Em relação ao crescimento das exportações, Pereira ressalta que vai ao encontro do que a atual gestão da Suframa está tentando construir no PIM. Para ele, a expectativa é de que os números do Polo Industrial de Manaus possam apresentar melhoria a partir do segundo semestre de 2016. “Com a decisão no cenário político do país, tão importante quando as políticas fiscais e monetárias haverá o reflexo de estabilidade no mercado econômico. Com isso, multinacionais olham para o mercado interno que reage a crise, onde o polo industrial consequentemente responde muito mais que o próprio Brasil”, destaca Pereira.
O presidente da Cieam reforça que além dos problemas políticos e econômico, a desconfiança dos investidores internacionais também afetaram negativamente o desempenho do PIM em 2016. No entanto, Périco afirma que a retomada do crescimento no polo acontecerá somente em 2017. “Acredito que em agosto, com a certeza de quem estará à frente da gestão do Brasil sejam tomadas medidas necessárias para tentar melhorar a situação. Mas não vejo este ano, nada no mercado anunciando isso”, prevê.
Segmentos
Com faturamento de R$ 13 bilhões, o segmento Eletroeletrônico (inclusive Bens de Informática) continua sendo o principal subsetor do polo industrial. Segundo dados da Suframa, o segmento responde por 45% do total. Em seguida, estão os segmentos de Duas Rodas, com participação de 15,6%, e Químico, com 15,27%.
Os setores que apresentaram crescimento, em moeda nacional, na comparação entre janeiro e maio deste ano com o mesmo intervalo de 2015 foram os Bens de Informática do Polo Mecânico (135,48%); Madeireiro (37,14%); Beneficiamento de Borracha (28,95%); Brinquedos -exceto Bens de Informática (25,33%); Têxtil (23,81%); Isqueiros, Canetas e Barbeadores Descartáveis (10,45%); Metalúrgico (4,62%); Relojoeiro (3,40%); Químico (3,13%); e Naval (2,41%).
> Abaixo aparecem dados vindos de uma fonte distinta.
// chorus - Broadcast-ringing SIP proxy
// Copyright (C) 2025 Chorus Contributors
// SPDX-License-Identifier: Apache-2.0 OR MIT

//! Wire codec for SIP messages over UDP datagrams.
//!
//! Parsing is tolerant where the original traffic is: a missing
//! Content-Length means "rest of the datagram is the body", while a present
//! but malformed one rejects the message. Serialization always rewrites
//! Content-Length from the actual body.

use bytes::{Bytes, BytesMut};
use smol_str::SmolStr;
use thiserror::Error;

use crate::headers::Headers;
use crate::method::Method;
use crate::msg::{Request, RequestLine, Response, SipMessage, StatusLine};

pub const MAX_DATAGRAM_SIZE: usize = 64 * 1024;

#[derive(Debug, Error, PartialEq, Eq)]
pub enum MessageError {
    #[error("invalid SIP message")]
    Invalid,
    #[error("message exceeds {MAX_DATAGRAM_SIZE} bytes")]
    TooLarge,
    #[error("invalid Content-Length header")]
    BadContentLength,
    #[error("truncated body: declared {declared}, got {actual}")]
    TruncatedBody { declared: usize, actual: usize },
}

/// Parses a SIP request or response from a raw datagram.
pub fn parse_message(datagram: &Bytes) -> Result<SipMessage, MessageError> {
    if datagram.len() > MAX_DATAGRAM_SIZE {
        return Err(MessageError::TooLarge);
    }
    let (head, body_at) = split_head(datagram)?;
    let mut lines = head.split("\r\n");
    let start = lines.next().ok_or(MessageError::Invalid)?.trim();
    if start.is_empty() {
        return Err(MessageError::Invalid);
    }

    let headers = parse_headers(lines)?;
    let body = extract_body(datagram.slice(body_at..), &headers)?;

    if start.to_ascii_uppercase().starts_with("SIP/") {
        let status = parse_status_line(start)?;
        Ok(SipMessage::Response(Response::new(status, headers, body)))
    } else {
        let line = parse_request_line(start)?;
        Ok(SipMessage::Request(Request::new(line, headers, body)))
    }
}

/// Serializes a message to wire format, normalising Content-Length.
pub fn serialize_message(msg: &SipMessage) -> Bytes {
    use std::fmt::Write;

    let mut buf = String::new();
    match msg {
        SipMessage::Request(req) => {
            let _ = write!(
                buf,
                "{} {} SIP/2.0\r\n",
                req.start.method.as_str(),
                req.start.uri
            );
        }
        SipMessage::Response(res) => {
            let _ = write!(buf, "SIP/2.0 {} {}\r\n", res.start.code, res.start.reason);
        }
    }

    for header in msg.headers().iter() {
        if header.name.eq_ignore_ascii_case("Content-Length") {
            continue;
        }
        let _ = write!(buf, "{}: {}\r\n", header.name, header.value.trim());
    }
    let body = msg.body();
    let _ = write!(buf, "Content-Length: {}\r\n\r\n", body.len());

    let mut out = BytesMut::with_capacity(buf.len() + body.len());
    out.extend_from_slice(buf.as_bytes());
    out.extend_from_slice(body.as_ref());
    out.freeze()
}

fn split_head(datagram: &Bytes) -> Result<(&str, usize), MessageError> {
    let raw = datagram.as_ref();
    let boundary = raw
        .windows(4)
        .position(|w| w == b"\r\n\r\n")
        .ok_or(MessageError::Invalid)?;
    let head = std::str::from_utf8(&raw[..boundary]).map_err(|_| MessageError::Invalid)?;
    Ok((head, boundary + 4))
}

fn parse_headers<'a>(lines: impl Iterator<Item = &'a str>) -> Result<Headers, MessageError> {
    let mut headers = Headers::new();
    for line in lines {
        if line.is_empty() {
            continue;
        }
        let (name, value) = line.split_once(':').ok_or(MessageError::Invalid)?;
        let name = name.trim();
        if name.is_empty() {
            return Err(MessageError::Invalid);
        }
        headers.push(SmolStr::new(name), SmolStr::new(value.trim()));
    }
    Ok(headers)
}

fn parse_request_line(line: &str) -> Result<RequestLine, MessageError> {
    let mut parts = line.split_whitespace();
    let method = parts.next().ok_or(MessageError::Invalid)?;
    let uri = parts.next().ok_or(MessageError::Invalid)?;
    let version = parts.next().ok_or(MessageError::Invalid)?;
    if !version.to_ascii_uppercase().starts_with("SIP/") {
        return Err(MessageError::Invalid);
    }
    Ok(RequestLine::new(Method::from_token(method), uri))
}

fn parse_status_line(line: &str) -> Result<StatusLine, MessageError> {
    let mut parts = line.splitn(3, ' ');
    let _version = parts.next().ok_or(MessageError::Invalid)?;
    let code: u16 = parts
        .next()
        .ok_or(MessageError::Invalid)?
        .trim()
        .parse()
        .map_err(|_| MessageError::Invalid)?;
    let reason = parts.next().map(str::trim).unwrap_or("");
    Ok(StatusLine::new(code, reason))
}

fn extract_body(rest: Bytes, headers: &Headers) -> Result<Bytes, MessageError> {
    match headers.get("Content-Length") {
        Some(raw) => {
            let declared: usize = raw
                .trim()
                .parse()
                .map_err(|_| MessageError::BadContentLength)?;
            if declared > rest.len() {
                return Err(MessageError::TruncatedBody {
                    declared,
                    actual: rest.len(),
                });
            }
            Ok(rest.slice(..declared))
        }
        None => Ok(rest),
    }
}

#[cfg(test)]
mod tests {
    use super::*;

    fn raw(text: &str) -> Bytes {
        Bytes::from(text.replace('\n', "\r\n"))
    }

    #[test]
    fn parses_request_with_body() {
        let datagram = raw(concat!(
            "INVITE sip:bob@example.com SIP/2.0\n",
            "Via: SIP/2.0/UDP client.example.com;branch=z9hG4bKclient1\n",
            "Max-Forwards: 70\n",
            "CSeq: 314159 INVITE\n",
            "Content-Length: 3\n",
            "\n",
            "v=0",
        ));
        let msg = parse_message(&datagram).unwrap();
        let req = msg.as_request().expect("request");
        assert_eq!(req.start.method, Method::Invite);
        assert_eq!(req.start.uri.as_str(), "sip:bob@example.com");
        assert_eq!(req.headers.get("Max-Forwards").unwrap().as_str(), "70");
        assert_eq!(req.body.as_ref(), b"v=0");
    }

    #[test]
    fn parses_response_without_content_length() {
        let datagram = raw(concat!(
            "SIP/2.0 180 Ringing\n",
            "Via: SIP/2.0/UDP proxy.local;branch=z9hG4bKabc\n",
            "\n",
        ));
        let msg = parse_message(&datagram).unwrap();
        let res = msg.as_response().expect("response");
        assert_eq!(res.start.code, 180);
        assert_eq!(res.start.reason.as_str(), "Ringing");
        assert!(res.body.is_empty());
    }

    #[test]
    fn response_missing_reason_gets_default() {
        let datagram = raw("SIP/2.0 404\nVia: SIP/2.0/UDP h;branch=z9hG4bKx\n\n");
        let msg = parse_message(&datagram).unwrap();
        assert_eq!(
            msg.as_response().unwrap().start.reason.as_str(),
            "Not Found"
        );
    }

    #[test]
    fn rejects_bad_content_length() {
        let datagram = raw("OPTIONS sip:a@b SIP/2.0\nContent-Length: nope\n\n");
        assert_eq!(
            parse_message(&datagram),
            Err(MessageError::BadContentLength)
        );
    }

    #[test]
    fn rejects_truncated_body() {
        let datagram = raw("OPTIONS sip:a@b SIP/2.0\nContent-Length: 10\n\nabc");
        assert!(matches!(
            parse_message(&datagram),
            Err(MessageError::TruncatedBody { .. })
        ));
    }

    #[test]
    fn rejects_garbage() {
        assert!(parse_message(&Bytes::from_static(b"not sip at all")).is_err());
        assert!(parse_message(&raw("\n\n")).is_err());
    }

    #[test]
    fn serialization_round_trips_and_fixes_content_length() {
        let datagram = raw(concat!(
            "MESSAGE sip:bob@example.com SIP/2.0\n",
            "Via: SIP/2.0/UDP client;branch=z9hG4bKm1\n",
            "Content-Length: 999\n",
            "\n",
            "hello",
        ));
        let msg = parse_message(&datagram);
        // declared 999 > actual 5: parse rejects, so build by hand instead
        assert!(msg.is_err());

        let mut headers = Headers::new();
        headers.push("Via", "SIP/2.0/UDP client;branch=z9hG4bKm1");
        let req = Request::new(
            RequestLine::new(Method::Message, "sip:bob@example.com"),
            headers,
            Bytes::from_static(b"hello"),
        );
        let wire = serialize_message(&SipMessage::from(req));
        let text = std::str::from_utf8(wire.as_ref()).unwrap();
        assert!(text.starts_with("MESSAGE sip:bob@example.com SIP/2.0\r\n"));
        assert!(text.contains("Content-Length: 5\r\n"));
        assert!(text.ends_with("\r\n\r\nhello"));

        let reparsed = parse_message(&wire).unwrap();
        assert_eq!(reparsed.body().as_ref(), b"hello");
    }
}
De acordo com os dados, no mesmo período comparativo, tiveram crescimento, entre os principais produtos fabricados pelo PIM, os microcomputadores desktops (209,32%), seguidos de rádios e aparelhos portáteis de gravação de áudio -tipo mp3, mp4 -(49,11%), lâminas e cartuchos (13,65%) e microcomputadores portáteis (1,58%).

Emprego
O mês de maio fechou com, 82.068 postos de trabalhados ocupados no PIM, somando mão de obra efetiva, temporária e terceirizada. O número representa queda de 0,70% ante os 82.645 postos em abril deste ano e em maio de 2015, 107.987 trabalhadores estavam empregados no polo. A média mensal de 2016 relativa ao período de janeiro a maio ficou estabelecida em 84.423 postos de trabalho.
“A tendência agora é reduzir mais ainda a perda de postos de trabalhos, porque vão começar as encomendas dos dias dos pais e dos produtos para abastecer o mercado no Natal”, conclui o superintendente da Suframa.